Just a question. How did you come to select that model?
welcome to pizza 101. Things NEVER go exactly as planned. Heres what I would do. As tacky as it sound you are going to HAVE to get it in place for the gas man to hook up, I would set on blocks just about an inch higher than the casters or rollers that way when they come in you can screw them on and go…Or you can drill you a new set of holes (which may void a warranty, may call MM) and put the casters on…I know its not that hard I did it to mine when I had a misfit.
They look like they should be in front of some rednecks trailer!
Middleby sent me the plans for the oven and I had to make sure that the holes where off and they were of course. Turns out they sent the wrong legs and they overnight new ones (arriving today). Delayed everything and my gas guy didn’t do the job as a result, but things go on…
I picked those ovens because the price was excellent and Middleby is trying to get competitive in the market here in Canada, seems Lincoln has a tight hold on things up here, well in the west coast anyways… The Middlebys were cheaper than the comparitive Lincoln triple stack and the Middlevbys came with the stand, flex hoses, etc… where at Lincoln you have to buy that kit seperate which was over 2k (insane). Plus I prefer and trust Middleby more and my end research told me that Middleby was simply the best.
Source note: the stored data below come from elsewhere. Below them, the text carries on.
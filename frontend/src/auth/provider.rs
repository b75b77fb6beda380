//! 身份提供方抽象
//!
//! 跳转式登录（离开页面再回来）被建模为两个独立能力：
//! - 终结性命令：`login_redirect` / `logout_redirect`，成功时页面被导航走，调用不会正常返回
//! - 启动时无条件执行一次的"恢复"检查：`handle_redirect`

use async_trait::async_trait;
use serde::{Deserialize, Serialize};
use std::fmt;

/// 身份提供方缓存的账户信息
#[derive(Debug, Clone, PartialEq, Eq, Serialize, Deserialize)]
#[serde(rename_all = "camelCase")]
pub struct AccountInfo {
    pub home_account_id: String,
    #[serde(default)]
    pub environment: String,
    #[serde(default)]
    pub tenant_id: String,
    #[serde(default)]
    pub username: String,
    #[serde(default)]
    pub local_account_id: String,
    #[serde(default, skip_serializing_if = "Option::is_none")]
    pub name: Option<String>,
}

/// 交互式登录请求
#[derive(Debug, Clone, Default, PartialEq, Eq, Serialize, Deserialize)]
#[serde(rename_all = "camelCase")]
pub struct LoginRequest {
    pub scopes: Vec<String>,
    #[serde(skip_serializing_if = "Option::is_none")]
    pub prompt: Option<String>,
    #[serde(skip_serializing_if = "Option::is_none")]
    pub login_hint: Option<String>,
    #[serde(skip_serializing_if = "Option::is_none")]
    pub redirect_uri: Option<String>,
}

/// 认证错误
#[derive(Debug, Clone, PartialEq, Eq)]
pub enum AuthError {
    /// 本地没有任何已知账户
    Unauthenticated,
    /// 静默刷新失败，需要用户交互
    InteractionRequired { message: String },
    /// 其它身份提供方错误
    Provider { code: String, message: String },
}

impl AuthError {
    pub fn provider(code: impl Into<String>, message: impl Into<String>) -> Self {
        AuthError::Provider {
            code: code.into(),
            message: message.into(),
        }
    }

    pub fn message(&self) -> &str {
        match self {
            AuthError::Unauthenticated => "User not authenticated",
            AuthError::InteractionRequired { message } => message,
            AuthError::Provider { message, .. } => message,
        }
    }
}

impl fmt::Display for AuthError {
    fn fmt(&self, f: &mut fmt::Formatter<'_>) -> fmt::Result {
        match self {
            AuthError::Unauthenticated => write!(f, "未认证: User not authenticated"),
            AuthError::InteractionRequired { message } => write!(f, "需要交互式登录: {}", message),
            AuthError::Provider { code, message } => write!(f, "身份提供方错误 [{}]: {}", code, message),
        }
    }
}

impl std::error::Error for AuthError {}

/// 身份提供方特性 (Trait)
///
/// 浏览器下由 MSAL 实现，测试中使用 mock。
/// (?Send) 是因为 WASM 环境下 JS 对象不是 Send 的。
#[async_trait(?Send)]
pub trait IdentityProvider {
    /// 检查本次页面加载是否为登录跳转的返回段，是则返回登录账户
    async fn handle_redirect(&self) -> Result<Option<AccountInfo>, AuthError>;

    /// 纯本地查询，不触发网络请求或导航
    fn all_accounts(&self) -> Vec<AccountInfo>;

    async fn acquire_token_silent(
        &self,
        scopes: &[String],
        account: &AccountInfo,
    ) -> Result<String, AuthError>;

    async fn login_redirect(&self, request: LoginRequest) -> Result<(), AuthError>;

    async fn logout_redirect(
        &self,
        account: &AccountInfo,
        post_logout_redirect_uri: &str,
    ) -> Result<(), AuthError>;
}

#[cfg(test)]
pub(crate) mod tests {
    use super::*;
    use std::cell::RefCell;

    /// 记录调用的身份提供方 mock
    pub struct MockProvider {
        pub redirect_result: RefCell<Option<Result<Option<AccountInfo>, AuthError>>>,
        pub accounts: RefCell<Vec<AccountInfo>>,
        pub silent_result: RefCell<Option<Result<String, AuthError>>>,
        pub login_result: RefCell<Result<(), AuthError>>,
        pub login_requests: RefCell<Vec<LoginRequest>>,
        pub logout_calls: RefCell<Vec<(AccountInfo, String)>>,
        pub silent_calls: RefCell<u32>,
    }

    impl MockProvider {
        pub fn new() -> Self {
            Self {
                redirect_result: RefCell::new(None),
                accounts: RefCell::new(Vec::new()),
                silent_result: RefCell::new(None),
                login_result: RefCell::new(Ok(())),
                login_requests: RefCell::new(Vec::new()),
                logout_calls: RefCell::new(Vec::new()),
                silent_calls: RefCell::new(0),
            }
        }

        pub fn with_account(self, account: AccountInfo) -> Self {
            self.accounts.borrow_mut().push(account);
            self
        }
    }

    pub fn account(name: &str) -> AccountInfo {
        AccountInfo {
            home_account_id: format!("{}-home", name),
            environment: "cascade.ciamlogin.com".to_string(),
            tenant_id: "tenant".to_string(),
            username: format!("{}@example.com", name),
            local_account_id: format!("{}-local", name),
            name: Some(name.to_string()),
        }
    }

    #[async_trait(?Send)]
    impl IdentityProvider for MockProvider {
        async fn handle_redirect(&self) -> Result<Option<AccountInfo>, AuthError> {
            self.redirect_result.borrow_mut().take().unwrap_or(Ok(None))
        }

        fn all_accounts(&self) -> Vec<AccountInfo> {
            self.accounts.borrow().clone()
        }

        async fn acquire_token_silent(
            &self,
            _scopes: &[String],
            _account: &AccountInfo,
        ) -> Result<String, AuthError> {
            *self.silent_calls.borrow_mut() += 1;
            self.silent_result
                .borrow()
                .clone()
                .unwrap_or_else(|| Ok("token-abc".to_string()))
        }

        async fn login_redirect(&self, request: LoginRequest) -> Result<(), AuthError> {
            self.login_requests.borrow_mut().push(request);
            self.login_result.borrow().clone()
        }

        async fn logout_redirect(
            &self,
            account: &AccountInfo,
            post_logout_redirect_uri: &str,
        ) -> Result<(), AuthError> {
            self.logout_calls
                .borrow_mut()
                .push((account.clone(), post_logout_redirect_uri.to_string()));
            Ok(())
        }
    }
}
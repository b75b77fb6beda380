use dafonow_frontend::App;
use leptos::prelude::*;

// Use lol_alloc as the global allocator for smaller WASM size
#[cfg(target_arch = "wasm32")]
use lol_alloc::{AssumeSingleThreaded, FreeListAllocator};

#[cfg(target_arch = "wasm32")]
#[global_allocator]
static ALLOCATOR: AssumeSingleThreaded<FreeListAllocator> =
    unsafe { AssumeSingleThreaded::new(FreeListAllocator::new()) };

pub fn main() {
    console_error_panic_hook::set_once();

    let level = if cfg!(debug_assertions) {
        log::Level::Debug
    } else {
        log::Level::Warn
    };
    let _ = console_log::init_with_level(level);

    mount_to_body(App);
}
As for the model, was i was assurred that the Middleby rep will configure the oven to perfection for my Sicilian Pan Pizzas. Can’t wait until the first pizzas start rolling off the line.
This weekend is fix small stuff for the health department and sample the rotisserie chickens, hymmm…
You guys have to try pulled rotisserie chicken on your pizzas, its unreal and makes a huge difference in flavour.
if any of you are ever in Whistler for the Olympics or anything make sure to come and see me.
Off for a 14 hours day… later folks…
This is what everyone needs to be doing more of. Be creative and differentiate yourself from the big boxes. Best part of being small is being nimble.
I was wondering why you picked that size oven.
A 20 in wide belt appears to limit production as any size pizza over 10 in cannot be run two across.
we don’t even do a 10 inch pizza, the 36" wide belt models are too big and don’t fit (hood, line, too deep, etc…) so basically we had no choice to go with a triple stack and thoise triple stacks are marketed as 18" wide belts but 20" they are indeed.
Do yuo have any feedback for me about these ovens? Some tips perhaps…
Not having enough room is a very god reason for your selection.
I have no clients using that model so I have no input to provide.